Inteligencia y cantidad de neuronas

En el congreso de la ISSID que se celebró en Dinamarca en 1997, Bente Pakkenberg presentó una comunicación en la que informaba de la comparación entre el número de neuronas de mujeres y varones calculado al estudiar sus cerebros postmortem. El resultado indicaba que ellos tenían, por supuesto en promedio, más neuronas que ellas. El número de personas comparadas era escaso, pero el reto fue magnífico: nada menos que ‘contar’ la cantidad de neuronas de cada uno de los cerebros de ellos y de ellas usando estereología.

Esa evidencia es congruente con lo que han señalado las recientes investigaciones basadas en la neuroimagen.

El artículo que hoy comentaremos (Is there a correlation between the number of brain cells and IQ?) considera 50 cerebros de varones, de los que se disponía de su puntuación de CI (completado al hacer el servicio militar), que se analizan postmortem para contabilizar, por ejemplo, el número de neuronas.

El rango de CI osciló entre 62 y 127, el peso de sus cerebros entre 1150 y 1860, su estatura entre 167 y 190, su peso entre 46 y 107, y la edad de fallecimiento entre 20 y 52 años.

El resultado principal señala que las puntuaciones de CI no presentan correlación apreciable con el número de neuronas (r = -0,05), los oligodendrocitos (r = 0,04), los astrocitos (r = 0,01) o la microglia de la neocorteza (r = 0,01). Tampoco correlacionan con el volumen cortical (r = -0,04), la superficie cortical (r = -0,12), o el grosor cortical (r = 0,11).

Aunque los cerebros de mayor tamaño contienen un mayor número de neuronas y más células gliales, así como una más extensa red de fibras de materia blanca en comparación con los cerebros de menor tamaño, el hecho es que ninguna de esas variables se asocia a las diferencias de CI. Eso es lo que se observa al estudiar portmortem esos cerebros.

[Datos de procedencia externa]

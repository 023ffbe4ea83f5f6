use moim_network::{ConfigError, NetworkConfig};

/// Default prefix of shared invite links; the invite code is appended.
pub const DEFAULT_INVITE_URL_BASE: &str = "https://moimtable.com/invite/";

/// Application configuration loaded from environment variables.
#[derive(Debug, Clone, PartialEq, Eq)]
pub struct AppConfig {
    pub network: NetworkConfig,
    /// Prefix of shared invite links (default: `https://moimtable.com/invite/`).
    pub invite_url_base: String,
    /// Bearer token to start with, if the session is already signed in.
    pub access_token: Option<String>,
}

impl Default for AppConfig {
    fn default() -> Self {
        Self {
            network: NetworkConfig::default(),
            invite_url_base: DEFAULT_INVITE_URL_BASE.to_string(),
            access_token: None,
        }
    }
}

impl AppConfig {
    /// Load configuration from environment variables with defaults.
    ///
    /// | Env Var                | Default                         |
    /// |------------------------|---------------------------------|
    /// | `MOIM_INVITE_URL_BASE` | `https://moimtable.com/invite/` |
    /// | `MOIM_ACCESS_TOKEN`    | unset                           |
    ///
    /// plus everything [`NetworkConfig::from_env`] reads.
    pub fn from_env() -> Result<Self, ConfigError> {
        Self::from_lookup(|var| std::env::var(var).ok())
    }

    pub fn from_lookup(lookup: impl Fn(&str) -> Option<String>) -> Result<Self, ConfigError> {
        let network = NetworkConfig::from_lookup(&lookup)?;

        let invite_url_base = lookup("MOIM_INVITE_URL_BASE")
            .map(|base| base.trim().to_string())
            .filter(|base| !base.is_empty())
            .unwrap_or_else(|| DEFAULT_INVITE_URL_BASE.into());

        let access_token = lookup("MOIM_ACCESS_TOKEN")
            .map(|token| token.trim().to_string())
            .filter(|token| !token.is_empty());

        Ok(Self {
            network,
            invite_url_base,
            access_token,
        })
    }

    /// Shareable link for an invite code.
    pub fn invite_url(&self, code: &str) -> String {
        format!("{}{}", self.invite_url_base, code)
    }
}

#[cfg(test)]
mod tests {
    use super::*;

    #[test]
    fn defaults_apply_when_nothing_is_set() {
        let config = AppConfig::from_lookup(|_| None).unwrap();
        assert_eq!(config, AppConfig::default());
        assert_eq!(config.invite_url("ABC"), "https://moimtable.com/invite/ABC");
    }

    #[test]
    fn blank_token_counts_as_unset() {
        let config = AppConfig::from_lookup(|var| match var {
            "MOIM_ACCESS_TOKEN" => Some("  ".into()),
            "MOIM_INVITE_URL_BASE" => Some("https://example.com/i/".into()),
            _ => None,
        })
        .unwrap();
        assert_eq!(config.access_token, None);
        assert_eq!(config.invite_url("X1"), "https://example.com/i/X1");
    }

    #[test]
    fn network_errors_surface() {
        let result = AppConfig::from_lookup(|var| {
            (var == "MOIM_CONNECT_TIMEOUT_SECS").then(|| "-1".to_string())
        });
        assert!(result.is_err());
    }
}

Por tanto, si el cerebro tiene algo que decir en relación con el nivel intelectual que se valora con los test de CI, la cosa podría ser más elocuente recurriendo a determinadas propiedades de las redes cerebrales o al número de sinapsis, por ejemplo. También podría asociarse a las propiedades funcionales de los cerebros, más que a su estructura.

La ausencia de correlación observada en este estudio podría ayudar a entender por qué la diferencia de un 16% en el número de neuronas que separaba en promedio a las mujeres y varones considerados en 1997, no se tradujese en una diferencia de CI entre ellos y ellas. Esa posibilidad es congruente con alguna de la investigación hecha en neuroimagen.

¿Cómo pueden encajar los nulos resultados de esta investigación con las correlaciones estimadas del volumen cerebral, calculado a partir de imágenes MRI de los cerebros de personas vivas, y su nivel intelectual (aprox. r = 0,4)?

Quizá puede entenderse a partir de la densidad celular o la complejidad de los circuitos neuronales, el grosor de la mielina o la arborización dendrítica.

Pero también existe la posibilidad de que las estimaciones MRI sean, siendo diplomáticos, resbaladizas. En algunas investigaciones se han observado pobres correspondencias entre los registros MRI de cerebros postmortem y un análisis estereológico similar al hecho en el informe que se está comentando en este post.

Algunos ejemplos:

-. El grosor cortical fue de 3,7 mm con la MRI y de 2,3 mm con la estereología.

-. La superficie cortical fue de 1165 cm2 con la MRI y de 2134 cm2 con la estereología.

-. El volumen cerebral fue de 530 cm3 con la MRI y de 454 cm3 con la estereología.

Las discrepancias pueden deberse, señaló el equipo de científicos, a la insuficiente resolución de los registros MRI.

En una investigación en la que estamos embarcados en el momento actual, observamos discrepancias sustanciales en las estimaciones de propiedades corticales como la superficie o el grosor cortical al comparar individuos sometidos a un registro MRI. Los registros se hicieron con máquinas de resonancia gemelas y el protocolo de registro fue calcado, pero los números calculados a partir de las imágenes se vieron afectados por el lugar en el que se hizo ese registro.

No es algo que hayamos observados nosotros, sino que es algo habitual, de ahí la necesidad de aplicar protocolos de armonización que controlen el impacto del centro en el que se hacen los registros MRI.

La consecuencia de esa clase de discrepancias puede ser la necesidad de desconfiar de los números estimados. En el mejor de los casos serían una grosera aproximación. En el peor, quién sabe.